A potential limitation of our questionnaire is that it captures only 1 dimension, that is, frequency of the digestive symptoms, and in the more severe spectrum of IBS, the intensity, the bothersomeness, and the interference of the symptoms with daily activities may be important.25 This may mask differences between patient groups; however, the present data showed the ability of this PRO to detect differences between IBS patients with different degrees of disease severity. Another point to consider when using this PRO is the contribution of each symptom to the composite score that may vary between subjects. This should be of importance according to the research question addressed, that is, looking at overall symptoms pattern or at specific individual symptoms. Further investigations are required to better determine how this questionnaire could be used in IBS clinical trials. Frequency might be a better indicator of digestive symptoms in the general healthy population compared with severity or intensity. Owing to the low severity/intensity of digestive symptoms in this nondisease population, PROs measuring this aspect of the symptoms are likely to not be enough sensitive to capture changes because of floor effect.

In conclusion, the findings of this study support the validity of the DSFQ assessing the frequency of 4 digestive symptoms (abdominal pain, bloating, flatulence, and borborygmi/rumbling stomach). This instrument is a simple quantitative questionnaire test by which clinical responses to therapeutic trials or variation of functional digestive symptom over time may be evaluated in clinical settings.

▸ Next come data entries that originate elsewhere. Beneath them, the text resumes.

//! Persistence Errors

use thiserror::Error;

/// Failures writing to the key-value store
///
/// Reads never fail: a missing or unparsable value loads as the default.
#[derive(Debug, Error)]
pub enum StorageError {
    #[error("storage is not available")]
    Unavailable,
    #[error("failed to serialize {key}: {source}")]
    Serialize {
        key: String,
        #[source]
        source: serde_json::Error,
    },
    #[error("failed to write {key}: {reason}")]
    Write { key: String, reason: String },
}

The questionnaire may be a particularly useful tool for the evaluation of symptoms in the general population, and in patients with mild-to-moderate complaints not fulfilling the criteria of functional GI disorders, and in this context the questionnaire covers a heretofore unmet need.

Footnotes

Supported in full by Danone Research.

F.A. is a member of the scientific committee of Instituto Danone (Barcelona, Spain) and member of an advisory board for Danone Research (Paris, France). F.G. is a member of the scientific committee of Instituto Danone (Barcelona, Spain). D. Guyonnet and J.T. are employees of Danone Research. The remaining authors declare that they have nothing to disclose.